Auch der Prozess der Ernährung wird äußerlich wahrnehmbar und erlebbar gestaltet. Die Mahlzeitenzubereitung geschieht mit den Kindern, wer mag, darf helfen zu schneiden und zu mischen. Zerkleinerungs- und Aufnahmeprozesse finden mit den Kindern statt, damit sie beteiligt sind und sich als Mitgestaltende erleben. Und gegessen wird selbstverständlich gemeinsam. Die Nahrungsaufnahme wird bewusst begonnen und beendet.

Für den Prozess der Absonderung geht es im Kindergartenalltag um das Sortieren und Aufräumen – um den Wechsel zwischen Chaos und Ordnung. Ausgelassenes Spiel und das Aufräumen wechseln sich ab. Jedes Ding hat einen Platz, an den es zurückkehren kann, eine nachvollziehbare Ordnung (auch auf der ästhetischen Ebene) ermöglicht es den Kindern sich einzugliedern und im Raum zurecht zu finden.

Für den Prozess der Erhaltung wird im Kindergarten repariert, geputzt und gepflegt. Viele kleine „Narben“, sowohl materiell als auch physisch können geheilt werden, wenn sie gut gepflegt werden. Der Wegwerfkultur wird die Pflege entgegen gestellt, viele Gegenstände können wieder und wieder verwendet werden, damit der Wert erhalten bleibt.

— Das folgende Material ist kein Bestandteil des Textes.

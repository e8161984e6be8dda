use std::sync::Arc;

use crate::{activity::ActivityTracker, domain::UserId, Result};

/// Counts every inbound message that the bot did not write itself.
pub struct MessageCounter {
    tracker: Arc<ActivityTracker>,
}

impl MessageCounter {
    pub fn new(tracker: Arc<ActivityTracker>) -> Self {
        Self { tracker }
    }

    pub async fn on_message(&self, sender: UserId, is_self: bool) -> Result<()> {
        if is_self {
            return Ok(());
        }
        let count = self.tracker.increment(&sender.to_string()).await?;
        tracing::debug!(user_id = sender.0, count, "message counted");
        Ok(())
    }
}
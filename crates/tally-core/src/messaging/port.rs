use async_trait::async_trait;

use crate::{
    domain::{ChannelId, MessageRef},
    messaging::types::MessagingCapabilities,
    Result,
};

/// Outbound side of the chat gateway.
///
/// Replies are plain text scoped to the channel the triggering event came from.
#[async_trait]
pub trait MessagingPort: Send + Sync {
    fn capabilities(&self) -> MessagingCapabilities;

    async fn send_text(&self, channel_id: ChannelId, text: &str) -> Result<MessageRef>;
}
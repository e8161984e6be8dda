//! Event boundary: counting, command dispatch and reply delivery.

use std::sync::Arc;

use crate::{
    activity::ActivityTracker,
    commands::{self, parse_command, COMMAND_FAILED, GUILD_ONLY},
    config::Config,
    counter::MessageCounter,
    domain::ChannelId,
    formatting::split_message,
    messaging::{
        port::MessagingPort,
        types::{CommandInvocation, CommandName, InboundEvent, MessageEvent},
    },
    ports::{MemberDirectory, TableStore},
    Result,
};

pub struct ActivityBot {
    tracker: Arc<ActivityTracker>,
    counter: MessageCounter,
    command_prefix: String,
    leaderboard_size: usize,
}

impl ActivityBot {
    pub fn new(cfg: &Config, store: Arc<dyn TableStore>) -> Self {
        let tracker = Arc::new(ActivityTracker::new(store));
        Self {
            counter: MessageCounter::new(tracker.clone()),
            tracker,
            command_prefix: cfg.command_prefix.clone(),
            leaderboard_size: cfg.leaderboard_size,
        }
    }

    /// Handle one gateway event to completion.
    ///
    /// Never fails: store errors are logged (counting) or turned into an
    /// apology (commands), and send failures are logged.
    pub async fn handle(
        &self,
        event: InboundEvent,
        roster: &dyn MemberDirectory,
        messenger: &dyn MessagingPort,
    ) {
        match event {
            InboundEvent::Ready { bot_name, bot_id } => {
                tracing::info!("Logged in as {bot_name} (ID: {bot_id})");
            }
            InboundEvent::Message(msg) => self.on_message(msg, roster, messenger).await,
            InboundEvent::CommandInvocation(cmd) => self.on_command(cmd, roster, messenger).await,
        }
    }

    async fn on_message(
        &self,
        msg: MessageEvent,
        roster: &dyn MemberDirectory,
        messenger: &dyn MessagingPort,
    ) {
        if let Err(e) = self.counter.on_message(msg.author.id, msg.is_self).await {
            tracing::warn!(user_id = msg.author.id.0, "failed to count message: {e}");
        }

        // Bots (including ourselves) can be counted but never issue commands.
        if msg.is_self || msg.author.is_bot {
            return;
        }

        let Some((name, args)) = parse_command(&self.command_prefix, &msg.content) else {
            return;
        };

        let cmd = CommandInvocation {
            name,
            args,
            invoker: msg.author,
            channel_id: msg.channel_id,
            guild_id: msg.guild_id,
        };
        self.on_command(cmd, roster, messenger).await;
    }

    async fn on_command(
        &self,
        cmd: CommandInvocation,
        roster: &dyn MemberDirectory,
        messenger: &dyn MessagingPort,
    ) {
        tracing::info!(
            command = cmd.name.as_str(),
            user_id = cmd.invoker.id.0,
            "command received"
        );

        let reply = match self.run_command(&cmd, roster).await {
            Ok(text) => text,
            Err(e) => {
                tracing::error!(command = cmd.name.as_str(), "command failed: {e}");
                COMMAND_FAILED.to_string()
            }
        };

        if let Err(e) = send_split(messenger, cmd.channel_id, &reply).await {
            tracing::error!(command = cmd.name.as_str(), "failed to send reply: {e}");
        }
    }

    async fn run_command(
        &self,
        cmd: &CommandInvocation,
        roster: &dyn MemberDirectory,
    ) -> Result<String> {
        if cmd.guild_id.is_none() {
            return Ok(GUILD_ONLY.to_string());
        }

        match cmd.name {
            CommandName::Activity => {
                // A bare `activity` resolves to the invoker; no roster needed.
                let members = match cmd.args {
                    Some(_) => roster.members().await?,
                    None => Vec::new(),
                };
                commands::handle_activity(
                    &self.tracker,
                    cmd.args.as_deref(),
                    &cmd.invoker.as_member(),
                    &members,
                )
                .await
            }
            CommandName::AllActivity => {
                let members = roster.members().await?;
                commands::handle_all_activity(&self.tracker, &members, self.leaderboard_size).await
            }
        }
    }
}

async fn send_split(messenger: &dyn MessagingPort, channel_id: ChannelId, text: &str) -> Result<()> {
    let limit = messenger.capabilities().max_message_len;
    for chunk in split_message(text, limit) {
        messenger.send_text(channel_id, &chunk).await?;
    }
    Ok(())
}
use tracing_subscriber::{fmt, EnvFilter};

use crate::{errors::Error, Result};

/// Initialize logging/tracing for the bot.
///
/// Default: info for our crates, warn for serenity's chatty gateway internals.
/// Can be overridden with `RUST_LOG`.
pub fn init(service_name: &str) -> Result<()> {
    let filter = EnvFilter::try_from_default_env().unwrap_or_else(|_| {
        EnvFilter::new(format!(
            "info,serenity=warn,tally=info,tally_core=info,tally_discord=info,tally_supabase=info,{service_name}=info"
        ))
    });

    fmt()
        .with_env_filter(filter)
        .with_target(false)
        .with_ansi(true)
        .try_init()
        .map_err(|e| Error::Config(format!("failed to install log subscriber: {e}")))
}
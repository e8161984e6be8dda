use std::sync::Arc;

use tally_core::{bot::ActivityBot, config::Config, ports::TableStore};
use tally_supabase::SupabaseStore;

#[tokio::main]
async fn main() -> Result<(), tally_core::Error> {
    tally_core::logging::init("tally")?;

    let cfg = match Config::load() {
        Ok(cfg) => Arc::new(cfg),
        Err(tally_core::Error::Config(msg)) => {
            eprintln!("Error: {msg}");
            std::process::exit(1);
        }
        Err(e) => {
            eprintln!("Error: {e}");
            std::process::exit(1);
        }
    };

    if cfg.supabase_url.is_empty() {
        tracing::warn!("SUPABASE_URL is not set; activity lookups and counting will fail");
    }

    let store: Arc<dyn TableStore> = Arc::new(SupabaseStore::new(
        cfg.supabase_url.clone(),
        cfg.supabase_key.clone(),
        cfg.activity_table.clone(),
        cfg.store_timeout,
    )?);
    let bot = Arc::new(ActivityBot::new(&cfg, store));

    tally_discord::router::run(cfg, bot)
        .await
        .map_err(|e| tally_core::Error::Discord(format!("discord bot failed: {e:#}")))?;

    Ok(())
}
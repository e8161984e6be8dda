//! Discord adapter (serenity).
//!
//! This crate implements the `tally-core` messaging and roster ports over the
//! Discord gateway and REST API.

use std::sync::Arc;

use async_trait::async_trait;
use serenity::all::{ChannelId as DiscordChannelId, Http};

pub mod handlers;
pub mod roster;
pub mod router;

use tally_core::{
    domain::{ChannelId, MessageId, MessageRef},
    errors::Error,
    messaging::{port::MessagingPort, types::MessagingCapabilities},
    Result,
};

/// Discord's hard limit on message content length.
pub const DISCORD_MESSAGE_LIMIT: usize = 2000;

#[derive(Clone)]
pub struct DiscordMessenger {
    http: Arc<Http>,
}

impl DiscordMessenger {
    pub fn new(http: Arc<Http>) -> Self {
        Self { http }
    }

    fn dc_channel(channel_id: ChannelId) -> DiscordChannelId {
        DiscordChannelId::new(channel_id.0)
    }
}

pub(crate) fn map_err(e: serenity::Error) -> Error {
    Error::Discord(e.to_string())
}

#[async_trait]
impl MessagingPort for DiscordMessenger {
    fn capabilities(&self) -> MessagingCapabilities {
        MessagingCapabilities {
            max_message_len: DISCORD_MESSAGE_LIMIT,
        }
    }

    async fn send_text(&self, channel_id: ChannelId, text: &str) -> Result<MessageRef> {
        let msg = Self::dc_channel(channel_id)
            .say(&*self.http, text)
            .await
            .map_err(map_err)?;

        Ok(MessageRef {
            channel_id,
            message_id: MessageId(msg.id.get()),
        })
    }
}
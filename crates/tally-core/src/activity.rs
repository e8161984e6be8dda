use std::{collections::HashMap, sync::Arc};

use tokio::sync::{Mutex, OwnedMutexGuard};

use crate::{domain::ActivityRecord, ports::TableStore, Result};

const PRUNE_THRESHOLD: usize = 1024;

/// One async mutex per key, created on first use.
///
/// Once the map grows past `prune_at` entries, idle locks (held by nobody and
/// awaited by nobody) are dropped.
pub struct KeyLocks {
    inner: Mutex<HashMap<String, Arc<Mutex<()>>>>,
    prune_at: usize,
}

impl Default for KeyLocks {
    fn default() -> Self {
        Self::with_prune_threshold(PRUNE_THRESHOLD)
    }
}

impl KeyLocks {
    pub fn with_prune_threshold(prune_at: usize) -> Self {
        Self {
            inner: Mutex::new(HashMap::new()),
            prune_at,
        }
    }

    pub async fn lock_key(&self, key: &str) -> OwnedMutexGuard<()> {
        let lock = {
            let mut map = self.inner.lock().await;
            if map.len() >= self.prune_at {
                // Guards and waiters hold clones, so a count of 1 means idle.
                map.retain(|_, l| Arc::strong_count(l) > 1);
            }
            map.entry(key.to_string())
                .or_insert_with(|| Arc::new(Mutex::new(())))
                .clone()
        };
        lock.lock_owned().await
    }

    #[cfg(test)]
    async fn len(&self) -> usize {
        self.inner.lock().await.len()
    }
}

/// Read/increment/list access to the per-user message counters.
///
/// The store only offers plain reads and writes, so `increment` is a
/// read-then-write. It is serialized per user inside this process; two
/// processes sharing one table can still lose updates.
pub struct ActivityTracker {
    store: Arc<dyn TableStore>,
    locks: KeyLocks,
}

impl ActivityTracker {
    pub fn new(store: Arc<dyn TableStore>) -> Self {
        Self {
            store,
            locks: KeyLocks::default(),
        }
    }

    /// Current count for `user_id`; 0 for users never seen.
    pub async fn get_count(&self, user_id: &str) -> Result<u64> {
        Ok(self
            .store
            .fetch(user_id)
            .await?
            .map(|r| r.count)
            .unwrap_or(0))
    }

    /// Add one message to `user_id`'s counter and return the new count.
    pub async fn increment(&self, user_id: &str) -> Result<u64> {
        let _guard = self.locks.lock_key(user_id).await;

        match self.store.fetch(user_id).await? {
            Some(rec) => {
                let next = rec.count.saturating_add(1);
                self.store.update_count(user_id, next).await?;
                Ok(next)
            }
            None => {
                self.store.insert(&ActivityRecord::new(user_id, 1)).await?;
                Ok(1)
            }
        }
    }

    pub async fn list_all(&self) -> Result<Vec<ActivityRecord>> {
        self.store.fetch_all().await
    }
}
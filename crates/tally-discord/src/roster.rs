use std::sync::Arc;

use async_trait::async_trait;
use serenity::all::{GuildId as DiscordGuildId, Http, Member, UserId as DiscordUserId};

use tally_core::{
    domain::{GroupMember, GuildId, UserId},
    ports::MemberDirectory,
    Result,
};

use crate::map_err;

/// Maximum page size of `GET /guilds/{id}/members`.
const MEMBERS_PAGE_SIZE: u64 = 1000;

/// Live member list of one guild, fetched over REST on demand.
///
/// Requires the privileged `GUILD_MEMBERS` intent to be enabled for the bot.
pub struct GuildRoster {
    http: Arc<Http>,
    guild_id: Option<GuildId>,
}

impl GuildRoster {
    pub fn new(http: Arc<Http>, guild_id: Option<GuildId>) -> Self {
        Self { http, guild_id }
    }
}

#[async_trait]
impl MemberDirectory for GuildRoster {
    async fn members(&self) -> Result<Vec<GroupMember>> {
        let Some(guild_id) = self.guild_id else {
            return Ok(Vec::new());
        };
        let guild = DiscordGuildId::new(guild_id.0);

        let mut out = Vec::new();
        let mut after: Option<DiscordUserId> = None;
        loop {
            let page = guild
                .members(&*self.http, Some(MEMBERS_PAGE_SIZE), after)
                .await
                .map_err(map_err)?;
            let len = page.len();
            after = page.last().map(|m| m.user.id);
            out.extend(page.iter().map(to_group_member));
            if (len as u64) < MEMBERS_PAGE_SIZE {
                break;
            }
        }

        tracing::debug!(guild_id = guild_id.0, members = out.len(), "fetched guild roster");
        Ok(out)
    }
}

fn to_group_member(m: &Member) -> GroupMember {
    GroupMember {
        id: UserId(m.user.id.get()),
        name: m.user.name.clone(),
        display_name: m.display_name().to_string(),
    }
}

Für das Wachstum werden Beobachtungen in der Natur gemacht (heute knospt die Blüte, morgen blüht sie auf), es wird gestrickt und gewebt (manches wächst langsam und stetig), oder der Hefeteig betrachtet, wenn er sich nach dem Gehen um das Doppelte vergrößert hat. Auch die Kinder wachsen und brauchen immer wieder neue Schuhe, woran deutlich wird, dass alles in Bewegung ist.

Schließlich wird in dem Kindergarten, dessen pädagogisches Konzept sich u.a. auf die Verankerung der Lebensprozesse bezieht, für den Prozess der Hervorbringung vieles selber hergestellt. Damit die Kinder die freiwerdenden Fähigkeiten zu kultivieren lernen, werden Kerzen gezogen, kleine Schnitzarbeiten gemacht, Bilderbücher gemalt, Geschichten erzählt und vieles mehr.

Die Verankerung der Lebensprozesse in der Kindheit scheinen mir außerordentlich zukunftsträchtig zu sein, damit die Lernprozesse im Erwachsenenalter gelingen - wenn es uns so schwer fällt, schon wieder etwas Neues zu lernen, uns umzustellen und eingefahrenen Wegen den Rücken zu kehren, schlicht uns ständig zu verändern und gleichzeitig unsere Identität zu wahren.

Leben und Lernen stehen in einem spannungsvollen Gegensatz, der sich produktiv nutzen lässt, wenn wir den Geheimnissen der Entwicklung ein wenig näher kommen und das menschliche Potenzial nutzen.